Das spricht dafür, dass die Lichtwahrnehmung über CNG-Kanäle älter ist als die Aufspaltung in Ur- und Neumünder, dass schon die Ur-Bilateria (zu den Bilateria gehören praktisch alle vielzelligen Tiere aus Schwämmen und Quallen) diesen Mechanismus kannten. Der alternative Mechanismus in den Fliegenaugen wäre dann erst später entwickelt worden, vielleicht zusätzlich, man weiß ja nicht, ob man nicht doch noch Spuren von CNG-Kanälen in Fliegen findet.

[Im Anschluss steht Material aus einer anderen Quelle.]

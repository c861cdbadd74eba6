use serde::de::DeserializeOwned;

use crate::error::{ErrorDetail, Result, Chainable};
use crate::data::Source;

/// A textual data format that deserializes into typed values.
pub trait Format: Sized {
    /// The data format's error type.
    type Error: serde::de::Error + ErrorDetail + 'static;

    /// The format's human-readable name, used in diagnostics.
    const NAME: &'static str;

    fn from_str<T: DeserializeOwned>(string: &str) -> Result<T, Self::Error>;

    /// Reads `input` and parses it as `T`. Failures name the input's path,
    /// if it has one.
    fn read<I: Source, T: DeserializeOwned>(input: I) -> Result<T> {
        let path = input.path().map(|p| p.display().to_string());
        let string = input.read()?;
        Self::from_str(&string).chain_with(|| match path {
            Some(path) => error!(format!("invalid {}", Self::NAME), "file path" => path),
            None => error!(format!("invalid {}", Self::NAME)),
        })
    }
}

macro_rules! impl_format {
    ($name:ident ($display:literal) : $func:expr, $E:ty) => (
        #[derive(Debug, Default, Clone, Copy)]
        pub struct $name;

        impl Format for $name {
            type Error = $E;

            const NAME: &'static str = $display;

            fn from_str<T: DeserializeOwned>(s: &str) -> Result<T, $E> {
                $func(s)
            }
        }
    );
}

impl_format!(Toml ("TOML"): toml::from_str, toml::de::Error);
impl_format!(Json ("JSON"): serde_json::from_str, serde_json::error::Error);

So führt uns der lichtscheue Wurm näher dorthin, was Charles Darwin das „Urauge“ nannte. Dieses müsse nur aus zwei Grundtypen von Zell bestehen, meinte er: aus lichtempfindlichen Zellen und aus Pigmentzellen, die diese (teilweise) abschirmen, sodass das Tier erkennen kann, aus welcher Richtung das Licht kommt. Caeno-rhabditis elegans hat nur lichtempfindliche Zellen und keine Zellen, die diese abschirmen, aber das macht nichts, sagen die Forscher: Die Erde, unter der sich der Wurm verkriecht, ersetze die abschirmenden Zellen. Vielleicht seien diese auch bei Ahnen des Wurms verloren gegangen, als sie den Boden als Lebensraum wählten.

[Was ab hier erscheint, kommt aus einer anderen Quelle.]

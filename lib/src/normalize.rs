//! Derived fields and manual corrections for loaded metadata.

use serde::{Deserialize, Serialize};

use crate::catalog::{Catalog, LibraryRecord, RawRecord};

/// A hand-maintained correction for a known-bad upstream metadata entry.
///
/// Every field but `key` is optional; only the fields given are replaced.
#[derive(Debug, Clone, PartialEq, Eq, Deserialize, Serialize)]
pub struct Override {
    /// Key of the library to correct.
    pub key: String,
    #[serde(default, skip_serializing_if = "Option::is_none")]
    pub name: Option<String>,
    #[serde(default, skip_serializing_if = "Option::is_none")]
    pub category: Option<Vec<String>>,
    /// Replaces the derived documentation link outright.
    #[serde(default, skip_serializing_if = "Option::is_none")]
    pub link: Option<String>,
    #[serde(default, skip_serializing_if = "Option::is_none")]
    pub description: Option<String>,
}

impl Override {
    pub fn name(key: &str, name: &str) -> Self {
        Override { name: Some(name.into()), ..Override::new(key) }
    }

    pub fn category(key: &str, categories: &[&str]) -> Self {
        let category = categories.iter().map(|c| c.to_string()).collect();
        Override { category: Some(category), ..Override::new(key) }
    }

    pub fn link(key: &str, link: &str) -> Self {
        Override { link: Some(link.into()), ..Override::new(key) }
    }

    fn new(key: &str) -> Self {
        Override { key: key.into(), name: None, category: None, link: None, description: None }
    }

    fn apply(&self, record: &mut LibraryRecord) {
        if let Some(name) = &self.name {
            record.name = name.clone();
        }

        if let Some(category) = &self.category {
            record.category = category.clone();
        }

        if let Some(link) = &self.link {
            record.documentation_link = link.clone();
        }

        if let Some(description) = &self.description {
            record.description = description.clone();
            record.description_clean = clean_description(description);
        }
    }
}

/// The built-in override table.
pub fn default_overrides() -> Vec<Override> {
    vec![
        Override::name("numeric/conversion", "Numeric Conversion"),
        Override::name("numeric/interval", "Interval"),
        Override::category("logic/tribool", &["Miscellaneous"]),
        Override::link("compatibility", "compatibility/index.html"),
        Override::link("functional/overloaded_function", "functional/overloaded_function/index.html"),
    ]
}

/// Derives computed fields for every record, then applies `overrides` in
/// order. Overrides naming a key absent from the catalog are skipped.
#[derive(Debug, Clone, Copy)]
pub struct Normalizer<'a> {
    overrides: &'a [Override],
}

impl<'a> Normalizer<'a> {
    pub fn new(overrides: &'a [Override]) -> Self {
        Normalizer { overrides }
    }

    pub fn normalize(&self, catalog: Catalog<RawRecord>) -> Catalog {
        let mut catalog = catalog.map(normalize_record);
        for fix in self.overrides {
            match catalog.get_mut(&fix.key) {
                Some(record) => {
                    tracing::debug!(library = %fix.key, "applying manual override");
                    fix.apply(record);
                }
                None => tracing::warn!(library = %fix.key, "override names an unknown library"),
            }
        }

        catalog
    }
}

pub fn normalize_record(raw: RawRecord) -> LibraryRecord {
    LibraryRecord {
        name: raw.name.unwrap_or_else(|| raw.key.clone()),
        documentation_link: documentation_link(&raw.library_path, raw.documentation.as_deref()),
        description_clean: clean_description(&raw.description),
        authors_formatted: raw.authors.format(),
        key: raw.key,
        category: raw.category,
        authors: raw.authors,
        description: raw.description,
        documentation: raw.documentation,
        library_path: raw.library_path,
    }
}

/// The documentation link for a library at `library_path`.
///
/// ```
/// use pagegen::normalize::documentation_link;
///
/// assert_eq!(documentation_link("foo", None), "foo/index.html");
/// assert_eq!(documentation_link("foo", Some("doc/")), "foo/doc/index.html");
/// assert_eq!(documentation_link("foo", Some("doc/html/foo.html")), "foo/doc/html/foo.html");
/// ```
pub fn documentation_link(library_path: &str, documentation: Option<&str>) -> String {
    match documentation {
        None => format!("{library_path}/index.html"),
        Some(doc) if doc.ends_with('/') => format!("{library_path}/{doc}index.html"),
        Some(doc) => format!("{library_path}/{doc}"),
    }
}

/// Removes a single trailing period, along with any whitespace around it.
/// Descriptions that don't end in a period are returned unchanged.
pub fn clean_description(description: &str) -> String {
    match description.trim_end().strip_suffix('.') {
        Some(stripped) => stripped.trim_end().to_string(),
        None => description.to_string(),
    }
}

„Prototyp aller visueller Systeme“

Xu fasst seine These zusammen: „Wir schlagen vor, dass die Photorezeptor-Zellen, die wir in C. elegans entdeckt haben, Darwins Urauge – dem Prototyp aller visueller Systeme – ähneln, und dass dieses System über mehrere hundert Millionen Jahre der Evolution erhalten geblieben ist.“

Der Vater der Evolutionstheorie war in dieser Frage verblüffend modern: Viele Biologen nach Darwin hielten es für eher wahrscheinlich, dass sich die vielfältigen Typen von Augen, die man im Tierreich findet, unabhängig voneinander entwickelt haben. Dafür spricht die Vielzahl der Baupläne bzw. der Entwicklungsmuster: So bildet sich das Linsenauge der Weichtiere aus der Haut, das Linsenauge der Wirbeltiere aber aus Zellen, die später zum Hirn werden.

Das Gen, das alle Augen baut

„Augen entstehen in der Evolution leicht, schnell und beim geringsten Anlass“, schrieb Richard Dawkins im Kapitel „Der vierzigfache Pfad zur Erleuchtung“. Es sind wohl beide Ansichten wahr: Augen entwickeln sich schnell (weil jede Verbesserung in der Fähigkeit, Licht wahrzunehmen, einen immensen Vorteil für ein Individuum bedeutet), aber sie bauen (fast) alle auf sehr alten genetischen und biochemischen Mustern. Unter diesen dürfte die Signalübertragung via CNG-Kanälen sein, wohl auch die Verwendung von Rhodopsinen als Sehfarbstoffe (das haben die Forscher um Xu im Wurm leider noch nicht untersucht). Und vielleicht auch ein Gen, das die gesamte Entstehung eines Auges, sei es noch so primitiv, anwirft: „Pax8“ heißt es, bei der Fliege sprechender „eyeless“: Wenn es fehlt, entsteht kein Auge. Es lässt sich sogar von Mäusen auf Fliegen oder von Fliegen auf Frösche verpflanzen, so universell ist es. Ob auch Caenorhabditis ein solches Gen hat?

TYPEN VON AUGEN

Primitive Augen melden nur Intensität und Richtung von Licht. Viele Typen, z.B. Flachauge (Quallen, Seesterne), Pigmentbecherauge (Schnecken), Grubenauge.

Abbildende Augen erstellen ein Bild, das vom Hirn weiter interpretiert werden kann.
a) Komplexaugen (= Facettenaugen, Krebse und Insekten), b) Lochkamera-Augen (Kopffüßer Nautilus), c) (Einzel-)Linsenaugen (Wirbeltiere, aber auch manche Wirbellose, z.B. Weichtiere), d) Spiegelaugen (z.B. Langusten): Das (verzerrte) Bild wird durch Hohlspiegel hinter der Netzhaut erzeugt.